Throughout their 95 NFL seasons, the New York Giants have set many single-season franchise records that won’t be broken anytime soon.
The New York Giants are one of the marquee franchises in the NFL, having won four Super Bowls and four NFL championships.
Some of the greatest players in NFL history have played for Big Blue, and during their tenures, they set numerous franchise records that still stand to this day.
Since it’s “Throwback Thursday,” here’s a look back at the top five single-season Giants franchise records that won’t be broken anytime soon.
1. Michael Strahan’s 22.5 sacks in 2001
Not only is Michael Strahan’s 22.5 sacks in 2001 the franchise record; it’s the most in NFL history for a single season. Some may put an asterisk next to this feat and state that Brett Favre allowed Strahan to sack him in the season finale. Nonetheless, nobody can take away how dominant No. 92 was during that campaign.
After not recording a sack in the first two games of the year, Strahan went on an absolute tear in the final 14 matchups, dominating opposing offensive tackles. The Hall of Famer said he was motivated to dedicate that season to the responders of the 9/11 terrorist attacks along with the lives that were lost.
Strahan would be named the NFL Defensive Player of the Year. This franchise record has stood for nearly 20 years, and it’s hard to think any Giant will break it anytime soon.
2. Eleven interceptions in a season by Otto Schnellbacher in 1951 and Jimmy Patton in 1958.
Most Giants fans weren’t alive when Otto Schnellbacher and Jimmy Patton played, but they hold the franchise record for the most interceptions in a season with 11. Schnellbacher accomplished this feat in 1951 and Patton tied his record seven years later.
It may seem hard to fathom defensive backs putting together double-digit interceptions in an era in which teams ran the ball more often than not. Schnellbacher and Patton notched more picks in their respective seasons than the Giants recorded as an entire team last year (10). Thus, their records will stand for a significant period of time.
3. Eli Manning’s 4,933 passing yards in 2011
2011 was arguably Eli Manning’s finest season. He garnered individual success and helped guide the Giants to the ultimate goal of winning their fourth Lombardi Trophy.
His 4,933 passing yards not only set the new franchise passing record, but it ranks 17th all-time in NFL history. Manning carried the offense throughout the regular season as the Giants rushing attack finished last in the league.
Daniel Jones will (hopefully) put together several 4,000-yard passing seasons, but with Saquon Barkley in the backfield, it’s hard to think he’ll surpass Manning’s record at any point in the near future.
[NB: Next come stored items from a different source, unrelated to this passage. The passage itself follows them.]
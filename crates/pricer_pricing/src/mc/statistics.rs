//! Error statistics of the Monte Carlo estimate.
//!
//! Both functions reproduce the classic console report exactly, including
//! its `e^(rT)` scaling of the sample standard deviation. Fewer than two
//! paths give NaN or infinities rather than an error.

/// Sample standard deviation of the payoffs, scaled by `e^(rT)`:
/// `sqrt((Σp² - (Σp)²/n) / (n - 1)) · e^(rT)`.
///
/// # Examples
///
/// ```rust
/// use pricer_pricing::mc::standard_deviation;
///
/// // payoffs 1, 2, 3: sample variance 1
/// let sd = standard_deviation(6.0, 14.0, 3, 0.0, 1.0);
/// assert!((sd - 1.0).abs() < 1e-15);
/// ```
pub fn standard_deviation(
    sum: f64,
    sum_squares: f64,
    n_paths: usize,
    rate: f64,
    maturity: f64,
) -> f64 {
    let n = n_paths as f64;
    ((sum_squares - sum * sum / n) / (n - 1.0)).sqrt() * (rate * maturity).exp()
}

/// Standard error `sd / sqrt(n)`.
pub fn standard_error(standard_deviation: f64, n_paths: usize) -> f64 {
    standard_deviation / (n_paths as f64).sqrt()
}
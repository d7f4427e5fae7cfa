//! Running payoff totals for one path partition.

/// Sum and sum of squares of undiscounted terminal payoffs.
///
/// Each worker fills its own accumulator; partial results are combined with
/// [`merge`](Self::merge), which is associative and commutative up to
/// floating-point rounding.
#[derive(Debug, Clone, Copy, Default, PartialEq)]
pub struct PayoffAccumulator {
    sum: f64,
    sum_squares: f64,
    count: usize,
}

impl PayoffAccumulator {
    /// Records one terminal payoff.
    #[inline]
    pub fn add(&mut self, payoff: f64, track_squares: bool) {
        self.sum += payoff;
        if track_squares {
            self.sum_squares += payoff * payoff;
        }
        self.count += 1;
    }

    /// Combines two partial results.
    #[inline]
    #[must_use]
    pub fn merge(self, other: Self) -> Self {
        Self {
            sum: self.sum + other.sum,
            sum_squares: self.sum_squares + other.sum_squares,
            count: self.count + other.count,
        }
    }

    /// Sum of payoffs.
    #[inline]
    pub fn sum(&self) -> f64 {
        self.sum
    }

    /// Sum of squared payoffs (zero unless squares were tracked).
    #[inline]
    pub fn sum_squares(&self) -> f64 {
        self.sum_squares
    }

    /// Number of payoffs recorded.
    #[inline]
    pub fn count(&self) -> usize {
        self.count
    }
}
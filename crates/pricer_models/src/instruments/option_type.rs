//! Call/put discriminator for European options.

use std::fmt;
use std::str::FromStr;

use crate::analytical::AnalyticalError;

/// Type of a European option.
///
/// The two variants mirror each other in every pricing formula, so most
/// call sites match on the type once and pick the call or put branch.
///
/// # Examples
/// ```
/// use pricer_models::instruments::OptionType;
///
/// let call: OptionType = "Call".parse().unwrap();
/// assert_eq!(call.payoff(110.0, 100.0), 10.0);
/// assert_eq!(call.opposite(), OptionType::Put);
/// assert!("Straddle".parse::<OptionType>().is_err());
/// ```
#[derive(Debug, Clone, Copy, PartialEq, Eq, Hash)]
#[cfg_attr(feature = "serde", derive(serde::Serialize, serde::Deserialize))]
pub enum OptionType {
    /// Call option: max(S - K, 0)
    Call,
    /// Put option: max(K - S, 0)
    Put,
}

impl OptionType {
    /// Terminal payoff for the given spot and strike.
    #[inline]
    pub fn payoff(&self, spot: f64, strike: f64) -> f64 {
        match self {
            OptionType::Call => (spot - strike).max(0.0),
            OptionType::Put => (strike - spot).max(0.0),
        }
    }

    /// The other side of the put-call pair.
    #[inline]
    pub fn opposite(&self) -> Self {
        match self {
            OptionType::Call => OptionType::Put,
            OptionType::Put => OptionType::Call,
        }
    }

    /// Canonical name, as used in reports.
    pub fn as_str(&self) -> &'static str {
        match self {
            OptionType::Call => "Call",
            OptionType::Put => "Put",
        }
    }
}

impl fmt::Display for OptionType {
    fn fmt(&self, f: &mut fmt::Formatter<'_>) -> fmt::Result {
        f.write_str(self.as_str())
    }
}

impl FromStr for OptionType {
    type Err = AnalyticalError;

    fn from_str(s: &str) -> Result<Self, Self::Err> {
        match s.trim().to_lowercase().as_str() {
            "call" | "c" => Ok(OptionType::Call),
            "put" | "p" => Ok(OptionType::Put),
            _ => Err(AnalyticalError::UnknownOptionType(s.to_string())),
        }
    }
}
//! CLI error types.

use std::path::PathBuf;

use pricer_models::analytical::AnalyticalError;
use pricer_pricing::mc::ConfigError;
use thiserror::Error;

/// Errors surfaced by the `mcpricer` commands.
#[derive(Debug, Error)]
pub enum CliError {
    /// Configuration file could not be read.
    #[error("Failed to read config file {path}: {source}")]
    ConfigRead {
        /// Path that was read
        path: PathBuf,
        /// Underlying IO error
        source: std::io::Error,
    },

    /// Configuration file is not valid TOML for this program.
    #[error("Failed to parse config file: {0}")]
    ConfigParse(#[from] toml::de::Error),

    /// Configuration values failed validation.
    #[error("Invalid configuration: {}", .0.join("; "))]
    InvalidConfig(Vec<String>),

    /// A command-line or environment value was rejected.
    #[error("Invalid argument: {0}")]
    InvalidArgument(String),

    /// Option parameters outside the model's domain.
    #[error(transparent)]
    Option(#[from] AnalyticalError),

    /// Simulation settings outside the engine's limits.
    #[error(transparent)]
    Simulation(#[from] ConfigError),
}

/// Result type for CLI operations.
pub type Result<T> = std::result::Result<T, CliError>;
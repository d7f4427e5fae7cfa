//! `mcpricer` configuration.
//!
//! Sources, lowest to highest priority: built-in defaults (the classic
//! call/put sweep), an optional TOML file, `MCPRICER_*` environment
//! variables and command-line flags. The last two are resolved by clap and
//! applied through [`Overrides`].

use std::path::Path;
use std::str::FromStr;
use std::sync::Arc;

use clap::ValueEnum;
use pricer_models::analytical::EuropeanOption;
use pricer_models::instruments::{OptionContract, OptionType};
use pricer_pricing::mc::{MonteCarloConfig, MAX_WORKERS};
use pricer_pricing::report::{ReportSink, StdoutSink, TracingSink};
use serde::Deserialize;

use crate::error::{CliError, Result};

/// Log levels accepted by `--log-level` and `log_level`.
#[derive(Debug, Clone, Copy, PartialEq, Eq, Default, ValueEnum)]
pub enum LogLevel {
    /// Everything, including per-simulation spans
    Trace,
    /// Simulation start/finish events
    Debug,
    /// Progress and parity verdicts
    #[default]
    Info,
    /// Failed parity checks
    Warn,
    /// Errors only
    Error,
}

impl FromStr for LogLevel {
    type Err = CliError;

    fn from_str(s: &str) -> Result<Self> {
        match s.to_lowercase().as_str() {
            "trace" => Ok(LogLevel::Trace),
            "debug" => Ok(LogLevel::Debug),
            "info" => Ok(LogLevel::Info),
            "warn" => Ok(LogLevel::Warn),
            "error" => Ok(LogLevel::Error),
            _ => Err(CliError::InvalidArgument(format!(
                "Invalid log level: {}. Must be one of: trace, debug, info, warn, error",
                s
            ))),
        }
    }
}

impl LogLevel {
    /// Convert log level to tracing filter string
    pub fn as_filter_str(&self) -> &'static str {
        match self {
            LogLevel::Trace => "trace",
            LogLevel::Debug => "debug",
            LogLevel::Info => "info",
            LogLevel::Warn => "warn",
            LogLevel::Error => "error",
        }
    }
}

impl std::fmt::Display for LogLevel {
    fn fmt(&self, f: &mut std::fmt::Formatter<'_>) -> std::fmt::Result {
        write!(f, "{}", self.as_filter_str())
    }
}

/// Where error-analysis reports go.
#[derive(Debug, Clone, Copy, PartialEq, Eq, Default, Deserialize, ValueEnum)]
#[serde(rename_all = "lowercase")]
pub enum ReportTarget {
    /// Fixed-width table on stdout
    #[default]
    Table,
    /// Structured `tracing` events
    Log,
}

impl ReportTarget {
    /// Sink implementing this target.
    pub fn sink(&self) -> Arc<dyn ReportSink> {
        match self {
            ReportTarget::Table => Arc::new(StdoutSink),
            ReportTarget::Log => Arc::new(TracingSink),
        }
    }
}

/// One `[[options]]` entry.
#[derive(Debug, Clone, PartialEq, Deserialize)]
#[serde(deny_unknown_fields)]
pub struct OptionSpec {
    /// "Call" or "Put" (case-insensitive)
    #[serde(rename = "type", deserialize_with = "deserialize_option_type")]
    pub kind: OptionType,
    /// T in years
    pub maturity: f64,
    /// K
    pub strike: f64,
    /// S
    pub spot: f64,
    /// r
    pub rate: f64,
    /// σ
    pub volatility: f64,
    /// b, defaults to r
    #[serde(default)]
    pub cost_of_carry: Option<f64>,
    /// Reporting id, defaults to 1
    #[serde(default)]
    pub id: Option<i32>,
}

impl OptionSpec {
    /// Builds the option, applying the defaults for `b` and `id`.
    pub fn to_option(&self) -> EuropeanOption {
        let mut option = EuropeanOption::new(
            self.kind,
            self.maturity,
            self.strike,
            self.spot,
            self.rate,
            self.volatility,
        );
        if let Some(carry) = self.cost_of_carry {
            option = option.with_cost_of_carry(carry);
        }
        if let Some(id) = self.id {
            option = option.with_id(id);
        }
        option
    }

    fn from_option(option: &EuropeanOption) -> Self {
        let OptionContract {
            kind,
            maturity,
            strike,
            spot,
            rate,
            volatility,
            cost_of_carry,
            id,
        } = *option.contract();
        Self {
            kind,
            maturity,
            strike,
            spot,
            rate,
            volatility,
            cost_of_carry: Some(cost_of_carry),
            id: Some(id),
        }
    }
}

fn deserialize_option_type<'de, D>(deserializer: D) -> std::result::Result<OptionType, D::Error>
where
    D: serde::Deserializer<'de>,
{
    let s = String::deserialize(deserializer)?;
    OptionType::from_str(&s).map_err(serde::de::Error::custom)
}

fn deserialize_log_level<'de, D>(deserializer: D) -> std::result::Result<LogLevel, D::Error>
where
    D: serde::Deserializer<'de>,
{
    let s = String::deserialize(deserializer)?;
    <LogLevel as FromStr>::from_str(&s).map_err(serde::de::Error::custom)
}

/// Path-count and subinterval-count sweeps.
///
/// The path sweep runs `start_paths, start_paths·factor, ...` at
/// `path_sweep_subintervals`; the subinterval sweep runs
/// `start_subintervals, start_subintervals·factor, ...` at
/// `subinterval_sweep_paths`. Each has `iterations` points.
#[derive(Debug, Clone, PartialEq, Deserialize)]
#[serde(default, deny_unknown_fields)]
pub struct SweepConfig {
    /// Points per sweep
    pub iterations: u32,
    /// Growth factor between points
    pub factor: usize,
    /// First path count
    pub start_paths: usize,
    /// Subintervals held fixed while paths grow
    pub path_sweep_subintervals: usize,
    /// First subinterval count
    pub start_subintervals: usize,
    /// Paths held fixed while subintervals grow
    pub subinterval_sweep_paths: usize,
}

impl Default for SweepConfig {
    fn default() -> Self {
        Self {
            iterations: 7,
            factor: 10,
            start_paths: 10,
            path_sweep_subintervals: 100,
            start_subintervals: 10,
            subinterval_sweep_paths: 1_000,
        }
    }
}

impl SweepConfig {
    /// Path counts of the path sweep.
    pub fn path_counts(&self) -> Vec<usize> {
        geometric(self.start_paths, self.factor, self.iterations)
    }

    /// Subinterval counts of the subinterval sweep.
    pub fn subinterval_counts(&self) -> Vec<usize> {
        geometric(self.start_subintervals, self.factor, self.iterations)
    }
}

fn geometric(start: usize, factor: usize, iterations: u32) -> Vec<usize> {
    (0..iterations)
        .map(|i| start.saturating_mul(factor.saturating_pow(i)))
        .collect()
}

/// Top-level `mcpricer` configuration.
#[derive(Debug, Clone, PartialEq, Deserialize)]
#[serde(default, deny_unknown_fields)]
pub struct McPricerConfig {
    /// Log level when `RUST_LOG` is unset
    #[serde(deserialize_with = "deserialize_log_level")]
    pub log_level: LogLevel,
    /// Base seed; fresh entropy per run when unset
    pub seed: Option<u64>,
    /// Path partitions; rayon pool size when unset
    pub workers: Option<usize>,
    /// Diffusion elasticity
    pub beta: f64,
    /// Report destination
    pub report: ReportTarget,
    /// Sweep grid
    pub sweep: SweepConfig,
    /// Options priced by `sweep`
    pub options: Vec<OptionSpec>,
}

impl Default for McPricerConfig {
    fn default() -> Self {
        Self {
            log_level: LogLevel::Info,
            seed: None,
            workers: None,
            beta: 1.0,
            report: ReportTarget::Table,
            sweep: SweepConfig::default(),
            options: classic_options().iter().map(OptionSpec::from_option).collect(),
        }
    }
}

/// The call and put of the classic convergence study.
pub fn classic_options() -> [EuropeanOption; 2] {
    [
        EuropeanOption::new(OptionType::Call, 0.25, 65.0, 60.0, 0.08, 0.3),
        EuropeanOption::new(OptionType::Put, 1.0, 100.0, 100.0, 0.0, 0.2).with_id(2),
    ]
}

/// Values resolved from flags or `MCPRICER_*` variables.
#[derive(Debug, Clone, Default)]
pub struct Overrides {
    /// `--log-level` / `MCPRICER_LOG_LEVEL`
    pub log_level: Option<LogLevel>,
    /// `--seed` / `MCPRICER_SEED`
    pub seed: Option<u64>,
    /// `--workers` / `MCPRICER_WORKERS`
    pub workers: Option<usize>,
    /// `--beta`
    pub beta: Option<f64>,
    /// `--report`
    pub report: Option<ReportTarget>,
}

impl McPricerConfig {
    /// Loads a TOML file; absent keys keep their defaults.
    pub fn load(path: &Path) -> Result<Self> {
        let content = std::fs::read_to_string(path).map_err(|source| CliError::ConfigRead {
            path: path.to_path_buf(),
            source,
        })?;
        Self::from_toml(&content)
    }

    /// Parses TOML text.
    pub fn from_toml(content: &str) -> Result<Self> {
        Ok(toml::from_str(content)?)
    }

    /// Loads `path` if given, otherwise the defaults.
    pub fn load_or_default(path: Option<&Path>) -> Result<Self> {
        match path {
            Some(path) => Self::load(path),
            None => Ok(Self::default()),
        }
    }

    /// Applies flag and environment overrides.
    #[must_use]
    pub fn with_overrides(mut self, overrides: &Overrides) -> Self {
        if let Some(level) = overrides.log_level {
            self.log_level = level;
        }
        if overrides.seed.is_some() {
            self.seed = overrides.seed;
        }
        if overrides.workers.is_some() {
            self.workers = overrides.workers;
        }
        if let Some(beta) = overrides.beta {
            self.beta = beta;
        }
        if let Some(report) = overrides.report {
            self.report = report;
        }
        self
    }

    /// Checks every setting and reports all problems at once.
    pub fn validate(&self) -> Result<()> {
        let mut errors = Vec::new();

        if !self.beta.is_finite() {
            errors.push(format!("beta must be finite, got {}", self.beta));
        }
        if let Some(workers) = self.workers {
            if workers == 0 || workers > MAX_WORKERS {
                errors.push(format!(
                    "workers must be in range [1, {}], got {}",
                    MAX_WORKERS, workers
                ));
            }
        }

        let sweep = &self.sweep;
        if sweep.factor == 0 {
            errors.push("sweep.factor must be greater than 0".to_string());
        }
        for (name, value) in [
            ("sweep.start_paths", sweep.start_paths),
            ("sweep.path_sweep_subintervals", sweep.path_sweep_subintervals),
            ("sweep.start_subintervals", sweep.start_subintervals),
            ("sweep.subinterval_sweep_paths", sweep.subinterval_sweep_paths),
        ] {
            if value == 0 {
                errors.push(format!("{} must be greater than 0", name));
            }
        }

        for (index, entry) in self.options.iter().enumerate() {
            if let Err(err) = entry.to_option().contract().validate() {
                errors.push(format!("options[{}]: {}", index, err));
            }
        }

        if errors.is_empty() {
            Ok(())
        } else {
            Err(CliError::InvalidConfig(errors))
        }
    }

    /// Validated engine configuration carrying this file's seed and workers.
    pub fn mc_config(&self, subintervals: usize, n_paths: usize) -> Result<MonteCarloConfig> {
        Ok(MonteCarloConfig::builder()
            .subintervals(subintervals)
            .n_paths(n_paths)
            .maybe_seed(self.seed)
            .maybe_workers(self.workers)
            .build()?)
    }

    /// The configured options.
    pub fn option_models(&self) -> Vec<EuropeanOption> {
        self.options.iter().map(OptionSpec::to_option).collect()
    }
}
4. Joe Morris’ 21 rushing touchdowns in 1985
The Giants offensive line of the mid-to-late 1980s doesn’t receive enough credit for how physical and talented they were. In 1985, they helped Joe Morris find the end zone 21 times.
The 5-foot-7, 195-pound Morris was the focal point of Bill Parcells’ ground-and-pound attack. Morris’ 21 touchdowns were the most in the NFL in 1985 and are tied for the sixth-most in NFL history for a single season.
With the NFL now more of a passing league, Morris’ impressive franchise record will last for many more seasons.
5. Victor Cruz’s 1,536 receiving yards in 2011
A huge reason for Manning’s success in 2011 was the emergence of Victor Cruz, who came out of nowhere and earned a second-team All-Pro selection. His game-breaking touchdowns against the New York Jets and Dallas Cowboys in the final two weeks of the season helped clinch the NFC East title for Big Blue.
What makes his 1,536 receiving yards so impressive is the fact that he didn’t even earn significant playing time until Week 3. Not even Odell Beckham Jr. could surpass Cruz’s record, and this feat should continue to stand for a while.